KARS AKINCILARI DERNEĞİ ŞEHİD ERDOĞAN TUNAYI ANMA PROGRAMI
Kars Akıncılar Derneği
22.12.2017 Tarihinde 25 Aralık 1977 de Edirne’de Şehadeti Tadan
AKINCI ŞEHİD ERDOĞAN TUNA’YI ANMA PROGRAMI DÜZENLEDİ
Program KUR’ÂN’I KERİM Tilaveti ve akabinde Muhammet Orhan kardeşimizin şehadetle ilgili kısa sohbetiyle başlamış olup, programa Kars Akıncılar Derneği şube başkanı Ergin Bulut ve Kars Kafkas Üniversitesi Akıncılar Üniversite Komisyon Başkanı Yunus Emre Çakmak‘la birlikte genç gönüldaşlarımız da katılmıştır.
Programda Şehid Erdoğan Tuna belgeseli ve Erdoğan Tuna marşının izlenmesi ve dinlenmesiyle son bulmuştur .
Programda gönüldaşların atmış olduğu sloganlardan dikkat çeken biri de şöyleydi:
“Ünsal Zor, Aytaç Baran, Erdoğan Tuna;
Sayısız şehid veririz İslâm uğruna!”
Aralık 1977’de Erdoğan Tuna, 50-60 kişilik ülkücü bir grubun saldırısına uğradı. 14 yerinden aldığı bıçak yarasıyla hastaneye kaldırılan Erdoğan Tuna bütün tıbbî müdahalelere rağmen 25 Aralık günü ruhunu rahmana teslim etti.
29 Aralık 1977 günü Selimiye’de Camiînde öğle namazını müteakib kılınan cenaze namazından sonra aralarında MTTB Genel Başkanı’nın da bulunduğu coşkun bir müslüman selinin omuzları üzerinde köyünde defnedildi.
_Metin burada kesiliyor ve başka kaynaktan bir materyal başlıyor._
use chrono::{DateTime, SubsecRound, Utc};
use serde::{Deserialize, Serialize};
use utoipa::ToSchema;
use uuid::Uuid;
use validator::Validate;

use crate::dto::question_dto::QuestionResponse;
use crate::models::test::TestWithQuestions;

#[derive(Debug, Clone, Serialize, Deserialize, Validate, ToSchema)]
pub struct CreateTestPayload {
    #[validate(length(min = 1))]
    pub title: String,
}

#[derive(Debug, Clone, Default, Serialize, Deserialize, Validate, ToSchema)]
pub struct PatchTestPayload {
    #[validate(length(min = 1))]
    pub title: Option<String>,
}

#[derive(Debug, Clone, Serialize, Deserialize, ToSchema)]
#[serde(rename_all = "camelCase")]
pub struct TestResponse {
    pub id: Uuid,
    pub title: String,
    pub questions: Vec<QuestionResponse>,
    pub created: DateTime<Utc>,
    pub updated: DateTime<Utc>,
    pub created_by: Uuid,
    pub updated_by: Uuid,
}

impl From<TestWithQuestions> for TestResponse {
    fn from(value: TestWithQuestions) -> Self {
        Self {
            id: value.test.guid,
            title: value.test.title,
            questions: value.questions.into_iter().map(Into::into).collect(),
            created: value.test.created.trunc_subsecs(0),
            updated: value.test.updated.trunc_subsecs(0),
            created_by: value.test.created_by,
            updated_by: value.test.updated_by,
        }
    }
}
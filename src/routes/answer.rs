use axum::{
    extract::{Path, State},
    http::StatusCode,
    response::{IntoResponse, Json},
    Extension,
};
use axum_extra::extract::Query;
use uuid::Uuid;
use validator::Validate;

use crate::{
    dto::{
        answer_dto::{AnswerResponse, CreateAnswerPayload, PatchAnswerPayload},
        list::{pagination_headers, ListQuery},
    },
    error::Result,
    utils::{token::Claims, validation::ValidatedJson},
    AppState,
};

#[utoipa::path(
    post,
    path = "/answer",
    request_body = CreateAnswerPayload,
    responses(
        (status = 201, description = "Answer created", body = AnswerResponse),
        (status = 400, description = "Invalid payload"),
        (status = 401, description = "Missing or invalid access token"),
        (status = 404, description = "Referenced question not found")
    )
)]
#[axum::debug_handler]
pub async fn create_answer(
    State(state): State<AppState>,
    Extension(claims): Extension<Claims>,
    ValidatedJson(payload): ValidatedJson<CreateAnswerPayload>,
) -> Result<impl IntoResponse> {
    let answer = state.answer_service.create(claims.sub, payload).await?;
    Ok((StatusCode::CREATED, Json(AnswerResponse::from(answer))))
}

#[utoipa::path(
    get,
    path = "/answer",
    params(
        ("ids" = Option<Vec<Uuid>>, Query, description = "Restrict to these answer ids"),
        ("limit" = Option<i64>, Query, description = "Page size, 1-1000"),
        ("offset" = Option<i64>, Query, description = "Offset from the start of the selection")
    ),
    responses(
        (status = 200, description = "List of answers", body = Vec<AnswerResponse>),
        (status = 400, description = "Pagination bounds exceeded"),
        (status = 401, description = "Missing or invalid access token")
    )
)]
#[axum::debug_handler]
pub async fn list_answers(
    State(state): State<AppState>,
    Query(query): Query<ListQuery>,
) -> Result<impl IntoResponse> {
    query.validate()?;
    let count = state.answer_service.count(query.ids()).await?;
    let answers = state
        .answer_service
        .get_multiple(query.ids(), query.limit, query.offset)
        .await?;
    let items: Vec<AnswerResponse> = answers.into_iter().map(Into::into).collect();
    Ok((
        pagination_headers(count, query.offset, query.limit),
        Json(items),
    ))
}

#[utoipa::path(
    get,
    path = "/answer/{id}",
    params(
        ("id" = Uuid, Path, description = "Answer id")
    ),
    responses(
        (status = 200, description = "Answer found", body = AnswerResponse),
        (status = 401, description = "Missing or invalid access token"),
        (status = 404, description = "Answer not found")
    )
)]
#[axum::debug_handler]
pub async fn get_answer(
    State(state): State<AppState>,
    Path(id): Path<Uuid>,
) -> Result<impl IntoResponse> {
    let answer = state.answer_service.get_one(id).await?;
    Ok(Json(AnswerResponse::from(answer)))
}

#[utoipa::path(
    put,
    path = "/answer/{id}",
    params(
        ("id" = Uuid, Path, description = "Answer id")
    ),
    request_body = CreateAnswerPayload,
    responses(
        (status = 200, description = "Answer replaced", body = AnswerResponse),
        (status = 400, description = "Invalid payload"),
        (status = 401, description = "Missing or invalid access token"),
        (status = 404, description = "Answer not found")
    )
)]
#[axum::debug_handler]
pub async fn update_answer(
    State(state): State<AppState>,
    Extension(claims): Extension<Claims>,
    Path(id): Path<Uuid>,
    ValidatedJson(payload): ValidatedJson<CreateAnswerPayload>,
) -> Result<impl IntoResponse> {
    let answer = state.answer_service.update(claims.sub, id, payload).await?;
    Ok(Json(AnswerResponse::from(answer)))
}

#[utoipa::path(
    patch,
    path = "/answer/{id}",
    params(
        ("id" = Uuid, Path, description = "Answer id")
    ),
    request_body = PatchAnswerPayload,
    responses(
        (status = 200, description = "Answer patched", body = AnswerResponse),
        (status = 400, description = "Invalid payload"),
        (status = 401, description = "Missing or invalid access token"),
        (status = 404, description = "Answer not found")
    )
)]
#[axum::debug_handler]
pub async fn patch_answer(
    State(state): State<AppState>,
    Extension(claims): Extension<Claims>,
    Path(id): Path<Uuid>,
    ValidatedJson(payload): ValidatedJson<PatchAnswerPayload>,
) -> Result<impl IntoResponse> {
    let answer = state.answer_service.patch(claims.sub, id, payload).await?;
    Ok(Json(AnswerResponse::from(answer)))
}

#[utoipa::path(
    delete,
    path = "/answer/{id}",
    params(
        ("id" = Uuid, Path, description = "Answer id")
    ),
    responses(
        (status = 204, description = "Answer deleted"),
        (status = 401, description = "Missing or invalid access token"),
        (status = 404, description = "Answer not found")
    )
)]
#[axum::debug_handler]
pub async fn delete_answer(
    State(state): State<AppState>,
    Extension(claims): Extension<Claims>,
    Path(id): Path<Uuid>,
) -> Result<impl IntoResponse> {
    state.answer_service.delete(claims.sub, id).await?;
    Ok(StatusCode::NO_CONTENT)
}
use sqlx::PgPool;
use uuid::Uuid;

use crate::dto::question_dto::{CreateQuestionPayload, PatchQuestionPayload};
use crate::error::{Error, Result};
use crate::models::question::QuestionWithAnswers;
use crate::store::question_store::QuestionStore;
use crate::store::test_store::TestStore;

#[derive(Clone)]
pub struct QuestionService {
    pool: PgPool,
}

impl QuestionService {
    pub fn new(pool: PgPool) -> Self {
        Self { pool }
    }

    pub async fn count(&self, guids: Option<&[Uuid]>) -> Result<i64> {
        let mut conn = self.pool.acquire().await?;
        QuestionStore::count(&mut conn, guids).await
    }

    pub async fn get_one(&self, guid: Uuid) -> Result<QuestionWithAnswers> {
        let mut conn = self.pool.acquire().await?;
        QuestionStore::get_one(&mut conn, guid)
            .await?
            .ok_or_else(|| not_found(guid))
    }

    pub async fn get_multiple(
        &self,
        guids: Option<&[Uuid]>,
        limit: i64,
        offset: i64,
    ) -> Result<Vec<QuestionWithAnswers>> {
        let mut conn = self.pool.acquire().await?;
        QuestionStore::get_multiple(&mut conn, guids, limit, offset).await
    }

    pub async fn create(
        &self,
        actor: Uuid,
        form: CreateQuestionPayload,
    ) -> Result<QuestionWithAnswers> {
        let mut tx = self.pool.begin().await?;
        if !TestStore::exists(&mut tx, form.test_guid).await? {
            return Err(Error::NotFound(format!("Test {} not found", form.test_guid)));
        }
        let question = QuestionStore::create(&mut tx, actor, &form).await?;
        tx.commit().await?;

        tracing::info!(question = %question.guid, %actor, "question created");
        Ok(QuestionWithAnswers {
            question,
            answers: Vec::new(),
        })
    }

    pub async fn update(
        &self,
        actor: Uuid,
        guid: Uuid,
        form: CreateQuestionPayload,
    ) -> Result<QuestionWithAnswers> {
        let mut tx = self.pool.begin().await?;
        QuestionStore::get_one(&mut tx, guid)
            .await?
            .ok_or_else(|| not_found(guid))?;
        let question = QuestionStore::update(&mut tx, actor, guid, &form)
            .await?
            .ok_or_else(|| not_found(guid))?;
        tx.commit().await?;

        tracing::info!(question = %guid, %actor, "question updated");
        Ok(question)
    }

    pub async fn patch(
        &self,
        actor: Uuid,
        guid: Uuid,
        form: PatchQuestionPayload,
    ) -> Result<QuestionWithAnswers> {
        let mut tx = self.pool.begin().await?;
        QuestionStore::get_one(&mut tx, guid)
            .await?
            .ok_or_else(|| not_found(guid))?;
        let question = QuestionStore::patch(&mut tx, actor, guid, &form)
            .await?
            .ok_or_else(|| not_found(guid))?;
        tx.commit().await?;

        tracing::info!(question = %guid, %actor, "question patched");
        Ok(question)
    }

    pub async fn delete(&self, actor: Uuid, guid: Uuid) -> Result<()> {
        let mut tx = self.pool.begin().await?;
        QuestionStore::get_one(&mut tx, guid)
            .await?
            .ok_or_else(|| not_found(guid))?;
        QuestionStore::delete(&mut tx, actor, guid).await?;
        tx.commit().await?;

        tracing::info!(question = %guid, %actor, "question deleted");
        Ok(())
    }
}

fn not_found(guid: Uuid) -> Error {
    Error::NotFound(format!("Question {} not found", guid))
}
use crate::error::{Error, Result};
use dotenvy::dotenv;
use jsonwebtoken::Algorithm;
use std::env;

/// Runtime configuration, loaded once at startup and carried in `AppState`.
/// Every variable is required; a missing one aborts the process before the
/// listener binds.
#[derive(Debug, Clone)]
pub struct Config {
    pub server_address: String,
    pub database_url: String,
    pub jwt_secret: String,
    pub jwt_algorithm: Algorithm,
    pub jwt_ttl_minutes: i64,
    pub google_client_id: String,
    pub google_client_secret: String,
}

impl Config {
    pub fn from_env() -> Result<Self> {
        dotenv().ok();

        Ok(Self {
            server_address: get_env("SERVER_ADDRESS")?,
            database_url: get_env("DATABASE_URL")?,
            jwt_secret: get_env("JWT_SECRET")?,
            jwt_algorithm: get_env_parse("JWT_ALGORITHM")?,
            jwt_ttl_minutes: get_env_parse("JWT_TTL_MINUTES")?,
            google_client_id: get_env("GOOGLE_CLIENT_ID")?,
            google_client_secret: get_env("GOOGLE_CLIENT_SECRET")?,
        })
    }
}

fn get_env(name: &str) -> Result<String> {
    env::var(name).map_err(|_| Error::Config(format!("Missing environment variable: {}", name)))
}

fn get_env_parse<T>(name: &str) -> Result<T>
where
    T: std::str::FromStr,
    T::Err: std::fmt::Display,
{
    let raw = get_env(name)?;
    raw.parse()
        .map_err(|e| Error::Config(format!("Invalid value for {}: {}", name, e)))
}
Erdoğan Tuna, MTTB Edirne Teşkilâtı Eğitim Müdürlüğü vazifesini deruhte ediyordu.
Şehid Erdoğan Tuna’dan bir hitabında gönüldaşlarına şöyle sesleniyordu:
”Bir müslüman dertsizmiş gibi gezemez, dolaşamaz, yaşayamaz. Müslüman ne zamanki kendi düzeninde yaşar o zaman rahat olarak uyuma zamanı gelmiştir. Bu bozuk düzenin kahredici illetleri dururken müslümanın gülmeye vakti asla olamaz. Müslüman çilelidir, müslüman çilekardır, dertlidir o. Çünkü yuvasını uğursuz baykuşlar sarmıştır. Yılanlar içerisinde rahat olarak uyunur mu? Doğanların diyarında güvercin serbest dolaşabilir mi? Müslüman kafese konmuş, Müslümanlık göklere kaldırılmış. Kafesteki müslüman o dar yerden kurtulup davasını ve nizâmını hayata hâkim kılmak, yeryüzünde ALLAH’ın (C.C) halifesi olduğunu ilân edinceye kadar mücadelesini sürdürecektir. Gerekli mücadeleyi elinin yettiği yerde eliyle, dilinin yettiği yerde diliyle, ona da imkân bulamadığı zaman kalbiyle yapar. Bunun kolay olmadığını bilir. Fakat bunun için de bütün fedakarlığı göze almaktan kaçınmaz. Bugüne kadar zaten hep böyle olmuştur. Zaten cephede hezimete uğrayan düşman, kaleyi içten fethetmenin yollarına başvurmuş, türlü hileli oyunlarla oyununu oynayarak hedefine ulaşmıştır. Artık müslümanın bu oyunlara gelmeye zamanı kalmamıştır. Uyanması için kendisine bu güne kadar yapılanlar fazla bile gelmiştir. Vakit kaybetmeye asla tahammül edemez. Hedefine ulaşmazsa gözüne rahat uyku girmez.”